'''

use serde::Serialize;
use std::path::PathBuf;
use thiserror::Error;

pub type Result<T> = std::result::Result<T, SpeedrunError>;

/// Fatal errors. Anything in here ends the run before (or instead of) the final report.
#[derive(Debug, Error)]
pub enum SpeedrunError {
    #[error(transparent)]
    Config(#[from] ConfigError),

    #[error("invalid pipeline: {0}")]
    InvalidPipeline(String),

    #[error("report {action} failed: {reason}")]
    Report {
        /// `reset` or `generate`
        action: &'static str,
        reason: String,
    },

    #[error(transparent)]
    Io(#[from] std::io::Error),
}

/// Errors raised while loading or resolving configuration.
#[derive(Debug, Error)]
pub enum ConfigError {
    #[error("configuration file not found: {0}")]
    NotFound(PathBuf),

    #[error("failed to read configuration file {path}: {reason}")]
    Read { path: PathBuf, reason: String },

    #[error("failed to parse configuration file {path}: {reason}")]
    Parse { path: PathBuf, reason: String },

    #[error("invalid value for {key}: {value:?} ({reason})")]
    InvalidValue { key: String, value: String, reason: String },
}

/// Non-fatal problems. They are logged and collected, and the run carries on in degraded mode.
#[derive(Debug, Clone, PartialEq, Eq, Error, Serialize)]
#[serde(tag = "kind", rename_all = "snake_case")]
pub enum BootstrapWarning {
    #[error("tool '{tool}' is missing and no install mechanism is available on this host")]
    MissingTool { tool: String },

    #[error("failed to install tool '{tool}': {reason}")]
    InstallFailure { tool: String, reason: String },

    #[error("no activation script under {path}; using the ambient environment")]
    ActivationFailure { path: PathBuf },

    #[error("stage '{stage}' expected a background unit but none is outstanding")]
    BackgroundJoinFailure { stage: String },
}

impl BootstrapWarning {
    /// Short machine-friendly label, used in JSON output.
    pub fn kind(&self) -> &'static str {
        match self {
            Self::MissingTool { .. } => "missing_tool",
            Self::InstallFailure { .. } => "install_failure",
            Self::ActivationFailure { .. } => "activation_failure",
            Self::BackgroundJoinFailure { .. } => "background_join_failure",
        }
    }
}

'''
'''

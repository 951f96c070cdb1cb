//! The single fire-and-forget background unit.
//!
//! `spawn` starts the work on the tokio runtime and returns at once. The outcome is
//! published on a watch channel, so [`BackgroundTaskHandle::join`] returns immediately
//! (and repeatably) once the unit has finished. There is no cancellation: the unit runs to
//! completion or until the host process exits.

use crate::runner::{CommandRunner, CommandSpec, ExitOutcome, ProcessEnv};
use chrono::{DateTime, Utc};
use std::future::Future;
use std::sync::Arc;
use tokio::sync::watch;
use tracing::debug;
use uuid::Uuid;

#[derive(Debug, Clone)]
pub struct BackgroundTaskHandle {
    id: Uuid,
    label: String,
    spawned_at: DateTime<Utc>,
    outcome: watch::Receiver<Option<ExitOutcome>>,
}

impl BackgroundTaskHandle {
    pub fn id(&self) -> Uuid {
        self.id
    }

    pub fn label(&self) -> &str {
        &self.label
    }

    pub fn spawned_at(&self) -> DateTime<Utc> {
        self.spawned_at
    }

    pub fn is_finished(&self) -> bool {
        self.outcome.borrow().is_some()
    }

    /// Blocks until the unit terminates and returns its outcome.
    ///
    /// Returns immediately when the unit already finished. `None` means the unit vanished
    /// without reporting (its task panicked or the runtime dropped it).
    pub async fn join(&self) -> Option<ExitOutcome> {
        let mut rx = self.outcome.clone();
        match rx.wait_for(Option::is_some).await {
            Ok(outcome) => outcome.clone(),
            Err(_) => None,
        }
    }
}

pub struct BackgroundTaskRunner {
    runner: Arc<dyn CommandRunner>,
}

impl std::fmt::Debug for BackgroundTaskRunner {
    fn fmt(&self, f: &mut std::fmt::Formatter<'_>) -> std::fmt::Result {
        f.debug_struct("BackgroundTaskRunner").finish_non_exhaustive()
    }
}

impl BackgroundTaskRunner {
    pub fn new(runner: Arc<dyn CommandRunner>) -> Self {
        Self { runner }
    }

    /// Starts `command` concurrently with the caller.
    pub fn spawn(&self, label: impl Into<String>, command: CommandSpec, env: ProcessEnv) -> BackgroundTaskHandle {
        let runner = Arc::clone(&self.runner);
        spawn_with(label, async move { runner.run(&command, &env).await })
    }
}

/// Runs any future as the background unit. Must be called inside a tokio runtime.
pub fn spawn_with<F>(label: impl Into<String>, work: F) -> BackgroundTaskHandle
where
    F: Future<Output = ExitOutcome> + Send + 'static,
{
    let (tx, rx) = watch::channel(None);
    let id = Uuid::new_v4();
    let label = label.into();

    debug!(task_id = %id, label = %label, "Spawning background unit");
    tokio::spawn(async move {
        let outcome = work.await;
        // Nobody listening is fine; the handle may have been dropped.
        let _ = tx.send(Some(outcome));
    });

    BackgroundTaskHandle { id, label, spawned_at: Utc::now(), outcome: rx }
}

'''
'''

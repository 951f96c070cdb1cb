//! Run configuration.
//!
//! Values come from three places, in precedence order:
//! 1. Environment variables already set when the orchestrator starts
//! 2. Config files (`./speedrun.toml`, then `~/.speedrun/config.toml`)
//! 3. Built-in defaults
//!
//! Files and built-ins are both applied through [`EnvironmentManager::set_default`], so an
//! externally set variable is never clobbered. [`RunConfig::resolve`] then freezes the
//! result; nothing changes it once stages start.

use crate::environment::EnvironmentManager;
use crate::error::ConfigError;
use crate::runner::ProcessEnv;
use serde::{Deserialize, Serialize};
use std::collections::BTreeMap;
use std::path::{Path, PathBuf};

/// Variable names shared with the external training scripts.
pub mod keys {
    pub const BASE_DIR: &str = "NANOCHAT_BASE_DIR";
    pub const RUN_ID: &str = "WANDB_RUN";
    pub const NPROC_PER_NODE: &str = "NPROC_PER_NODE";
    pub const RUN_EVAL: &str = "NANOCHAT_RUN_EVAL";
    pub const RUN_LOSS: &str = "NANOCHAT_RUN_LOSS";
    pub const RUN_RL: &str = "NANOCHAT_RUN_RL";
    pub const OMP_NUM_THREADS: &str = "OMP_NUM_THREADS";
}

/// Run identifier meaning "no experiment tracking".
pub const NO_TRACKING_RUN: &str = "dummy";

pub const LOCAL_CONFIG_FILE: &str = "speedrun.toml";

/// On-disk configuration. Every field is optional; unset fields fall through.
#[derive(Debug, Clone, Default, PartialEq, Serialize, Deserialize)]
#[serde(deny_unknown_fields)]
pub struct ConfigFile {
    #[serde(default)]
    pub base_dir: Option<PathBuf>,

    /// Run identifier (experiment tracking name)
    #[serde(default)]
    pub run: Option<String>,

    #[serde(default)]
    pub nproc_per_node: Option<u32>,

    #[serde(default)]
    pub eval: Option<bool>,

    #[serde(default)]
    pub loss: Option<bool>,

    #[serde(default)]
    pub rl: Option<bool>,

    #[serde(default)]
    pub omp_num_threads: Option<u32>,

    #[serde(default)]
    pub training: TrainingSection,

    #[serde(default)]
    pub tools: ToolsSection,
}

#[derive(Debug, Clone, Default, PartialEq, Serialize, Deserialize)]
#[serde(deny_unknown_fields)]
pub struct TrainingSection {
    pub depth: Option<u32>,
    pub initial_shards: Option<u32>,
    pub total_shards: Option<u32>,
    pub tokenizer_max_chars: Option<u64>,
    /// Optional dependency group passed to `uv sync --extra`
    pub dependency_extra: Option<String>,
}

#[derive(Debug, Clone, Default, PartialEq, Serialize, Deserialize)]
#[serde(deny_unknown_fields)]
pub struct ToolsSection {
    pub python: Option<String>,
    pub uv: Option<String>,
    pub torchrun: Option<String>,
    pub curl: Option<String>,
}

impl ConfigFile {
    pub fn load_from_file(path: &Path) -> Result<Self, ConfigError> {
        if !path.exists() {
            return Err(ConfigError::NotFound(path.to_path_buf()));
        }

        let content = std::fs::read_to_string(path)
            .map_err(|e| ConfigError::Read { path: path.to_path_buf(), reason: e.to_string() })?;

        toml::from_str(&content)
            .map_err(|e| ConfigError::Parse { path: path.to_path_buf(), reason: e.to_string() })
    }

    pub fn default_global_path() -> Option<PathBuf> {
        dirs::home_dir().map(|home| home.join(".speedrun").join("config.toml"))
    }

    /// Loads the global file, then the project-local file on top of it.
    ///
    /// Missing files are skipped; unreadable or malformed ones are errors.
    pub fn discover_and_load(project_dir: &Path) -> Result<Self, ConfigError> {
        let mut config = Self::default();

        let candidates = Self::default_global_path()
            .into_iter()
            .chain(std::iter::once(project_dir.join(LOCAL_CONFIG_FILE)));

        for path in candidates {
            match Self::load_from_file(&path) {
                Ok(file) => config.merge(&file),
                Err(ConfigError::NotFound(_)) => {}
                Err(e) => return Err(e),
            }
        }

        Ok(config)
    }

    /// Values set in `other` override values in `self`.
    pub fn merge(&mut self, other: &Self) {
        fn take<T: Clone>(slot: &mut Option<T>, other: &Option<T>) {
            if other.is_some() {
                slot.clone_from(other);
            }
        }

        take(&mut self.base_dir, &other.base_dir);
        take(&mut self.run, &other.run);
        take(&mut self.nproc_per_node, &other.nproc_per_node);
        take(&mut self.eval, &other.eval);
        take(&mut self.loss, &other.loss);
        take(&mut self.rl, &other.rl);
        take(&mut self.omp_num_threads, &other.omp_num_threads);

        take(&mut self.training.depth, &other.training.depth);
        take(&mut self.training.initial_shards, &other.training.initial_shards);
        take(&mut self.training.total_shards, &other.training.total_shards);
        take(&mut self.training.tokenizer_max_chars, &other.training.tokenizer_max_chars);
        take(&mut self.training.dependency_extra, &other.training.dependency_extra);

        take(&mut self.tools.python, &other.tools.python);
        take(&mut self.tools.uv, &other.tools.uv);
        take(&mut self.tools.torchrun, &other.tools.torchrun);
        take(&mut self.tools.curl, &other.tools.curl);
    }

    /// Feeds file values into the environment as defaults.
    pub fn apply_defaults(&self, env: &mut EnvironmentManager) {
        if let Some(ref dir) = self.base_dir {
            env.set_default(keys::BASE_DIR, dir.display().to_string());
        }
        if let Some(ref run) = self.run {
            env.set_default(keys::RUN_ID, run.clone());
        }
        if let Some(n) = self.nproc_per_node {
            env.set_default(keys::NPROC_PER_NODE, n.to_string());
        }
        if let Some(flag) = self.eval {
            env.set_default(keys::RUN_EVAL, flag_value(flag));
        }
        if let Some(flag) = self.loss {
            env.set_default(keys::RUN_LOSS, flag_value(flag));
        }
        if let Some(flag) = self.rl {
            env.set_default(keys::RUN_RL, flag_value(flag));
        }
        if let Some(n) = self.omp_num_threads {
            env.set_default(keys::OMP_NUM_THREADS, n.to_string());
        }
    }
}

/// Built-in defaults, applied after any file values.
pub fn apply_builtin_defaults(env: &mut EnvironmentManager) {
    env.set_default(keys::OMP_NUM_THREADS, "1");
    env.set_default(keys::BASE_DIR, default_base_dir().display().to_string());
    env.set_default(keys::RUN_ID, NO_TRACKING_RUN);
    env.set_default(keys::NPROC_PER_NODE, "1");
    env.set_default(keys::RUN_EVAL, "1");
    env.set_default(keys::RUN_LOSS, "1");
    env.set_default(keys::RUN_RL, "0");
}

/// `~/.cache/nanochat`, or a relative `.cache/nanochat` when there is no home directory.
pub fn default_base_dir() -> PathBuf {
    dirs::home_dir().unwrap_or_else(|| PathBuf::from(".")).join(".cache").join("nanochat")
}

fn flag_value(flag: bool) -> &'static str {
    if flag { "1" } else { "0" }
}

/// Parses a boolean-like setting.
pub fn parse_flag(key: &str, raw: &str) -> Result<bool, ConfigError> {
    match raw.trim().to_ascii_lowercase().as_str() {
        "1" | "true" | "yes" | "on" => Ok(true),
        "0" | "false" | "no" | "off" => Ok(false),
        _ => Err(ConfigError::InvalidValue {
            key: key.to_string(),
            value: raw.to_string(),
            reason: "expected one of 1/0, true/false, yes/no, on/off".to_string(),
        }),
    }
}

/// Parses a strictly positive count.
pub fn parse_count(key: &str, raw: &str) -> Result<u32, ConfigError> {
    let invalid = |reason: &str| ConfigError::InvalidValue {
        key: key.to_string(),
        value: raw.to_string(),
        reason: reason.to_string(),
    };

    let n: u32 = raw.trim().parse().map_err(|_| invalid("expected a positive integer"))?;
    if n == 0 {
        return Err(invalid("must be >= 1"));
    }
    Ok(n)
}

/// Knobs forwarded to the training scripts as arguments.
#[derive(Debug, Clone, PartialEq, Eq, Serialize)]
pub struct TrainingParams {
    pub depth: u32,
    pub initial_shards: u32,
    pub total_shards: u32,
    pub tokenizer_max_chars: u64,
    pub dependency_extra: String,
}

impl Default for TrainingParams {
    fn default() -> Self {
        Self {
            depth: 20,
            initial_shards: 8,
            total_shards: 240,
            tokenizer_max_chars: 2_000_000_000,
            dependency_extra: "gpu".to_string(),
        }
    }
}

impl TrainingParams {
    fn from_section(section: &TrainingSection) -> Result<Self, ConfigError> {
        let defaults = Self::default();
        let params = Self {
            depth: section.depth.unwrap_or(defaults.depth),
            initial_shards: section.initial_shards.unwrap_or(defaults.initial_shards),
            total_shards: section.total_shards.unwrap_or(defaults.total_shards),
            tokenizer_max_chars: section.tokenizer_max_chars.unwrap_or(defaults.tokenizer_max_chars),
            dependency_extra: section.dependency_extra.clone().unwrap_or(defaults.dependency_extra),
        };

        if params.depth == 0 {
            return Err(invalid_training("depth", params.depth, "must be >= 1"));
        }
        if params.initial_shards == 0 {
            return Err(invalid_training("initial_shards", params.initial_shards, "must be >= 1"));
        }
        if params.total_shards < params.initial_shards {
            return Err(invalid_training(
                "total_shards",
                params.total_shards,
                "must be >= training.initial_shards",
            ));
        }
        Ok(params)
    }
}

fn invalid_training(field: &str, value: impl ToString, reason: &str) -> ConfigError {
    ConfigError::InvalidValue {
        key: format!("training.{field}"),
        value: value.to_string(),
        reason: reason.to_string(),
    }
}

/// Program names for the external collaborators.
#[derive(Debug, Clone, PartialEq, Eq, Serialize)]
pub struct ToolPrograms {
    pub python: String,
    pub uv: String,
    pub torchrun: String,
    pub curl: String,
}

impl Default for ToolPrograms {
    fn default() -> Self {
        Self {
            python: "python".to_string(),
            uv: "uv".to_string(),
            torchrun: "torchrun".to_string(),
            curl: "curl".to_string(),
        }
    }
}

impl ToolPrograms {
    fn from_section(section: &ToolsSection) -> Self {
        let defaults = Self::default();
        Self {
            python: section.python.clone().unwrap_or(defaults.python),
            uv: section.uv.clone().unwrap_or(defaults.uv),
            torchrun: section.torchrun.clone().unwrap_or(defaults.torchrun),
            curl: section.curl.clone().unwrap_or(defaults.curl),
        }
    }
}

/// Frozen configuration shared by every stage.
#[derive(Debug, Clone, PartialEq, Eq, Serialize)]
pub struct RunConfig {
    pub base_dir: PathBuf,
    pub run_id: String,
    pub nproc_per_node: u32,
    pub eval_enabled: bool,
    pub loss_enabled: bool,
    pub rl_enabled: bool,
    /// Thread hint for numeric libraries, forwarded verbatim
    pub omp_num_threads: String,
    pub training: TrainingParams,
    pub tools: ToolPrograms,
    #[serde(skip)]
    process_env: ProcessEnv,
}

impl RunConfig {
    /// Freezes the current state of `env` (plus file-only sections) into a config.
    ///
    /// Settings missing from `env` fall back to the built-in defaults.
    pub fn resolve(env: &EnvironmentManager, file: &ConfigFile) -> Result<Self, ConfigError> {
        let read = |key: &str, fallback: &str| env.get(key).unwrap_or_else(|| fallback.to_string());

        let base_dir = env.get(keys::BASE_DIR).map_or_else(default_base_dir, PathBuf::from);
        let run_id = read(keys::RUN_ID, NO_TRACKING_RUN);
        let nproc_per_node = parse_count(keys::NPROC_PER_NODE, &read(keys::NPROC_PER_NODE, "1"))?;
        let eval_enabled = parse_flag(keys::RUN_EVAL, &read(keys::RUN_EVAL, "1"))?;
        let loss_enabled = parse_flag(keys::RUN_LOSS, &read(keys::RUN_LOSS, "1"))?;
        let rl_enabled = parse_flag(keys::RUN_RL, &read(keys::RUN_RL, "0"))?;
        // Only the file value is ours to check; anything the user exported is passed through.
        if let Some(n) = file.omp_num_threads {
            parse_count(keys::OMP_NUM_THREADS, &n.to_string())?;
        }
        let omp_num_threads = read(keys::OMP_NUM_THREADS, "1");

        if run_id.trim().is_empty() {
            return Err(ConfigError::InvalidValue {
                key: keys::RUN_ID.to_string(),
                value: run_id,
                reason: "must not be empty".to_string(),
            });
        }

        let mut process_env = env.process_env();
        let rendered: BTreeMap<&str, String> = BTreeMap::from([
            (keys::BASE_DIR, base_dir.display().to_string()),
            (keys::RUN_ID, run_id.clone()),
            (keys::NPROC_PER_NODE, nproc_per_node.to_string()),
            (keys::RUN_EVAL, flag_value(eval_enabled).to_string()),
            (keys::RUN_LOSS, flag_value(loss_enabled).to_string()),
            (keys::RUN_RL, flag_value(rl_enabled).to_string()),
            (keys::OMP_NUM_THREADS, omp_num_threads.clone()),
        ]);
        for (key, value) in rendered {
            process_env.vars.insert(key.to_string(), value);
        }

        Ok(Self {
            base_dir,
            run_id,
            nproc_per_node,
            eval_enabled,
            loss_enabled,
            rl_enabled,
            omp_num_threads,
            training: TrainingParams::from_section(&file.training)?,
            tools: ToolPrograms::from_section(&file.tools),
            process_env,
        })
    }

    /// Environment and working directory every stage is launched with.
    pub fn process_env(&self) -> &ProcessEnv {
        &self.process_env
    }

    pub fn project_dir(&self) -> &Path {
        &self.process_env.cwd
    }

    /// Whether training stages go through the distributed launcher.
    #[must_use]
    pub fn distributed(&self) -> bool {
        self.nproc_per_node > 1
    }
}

'''

## Requirement
Your answer should be the lines of the listing above between the line holding "let mut config = Self::default();" and the line holding "for path in", inclusive, restated word for word and alone.

## Solution to this task
        let mut config = Self::default();

        let candidates = Self::default_global_path()
            .into_iter()
            .chain(std::iter::once(project_dir.join(LOCAL_CONFIG_FILE)));

        for path in candidates {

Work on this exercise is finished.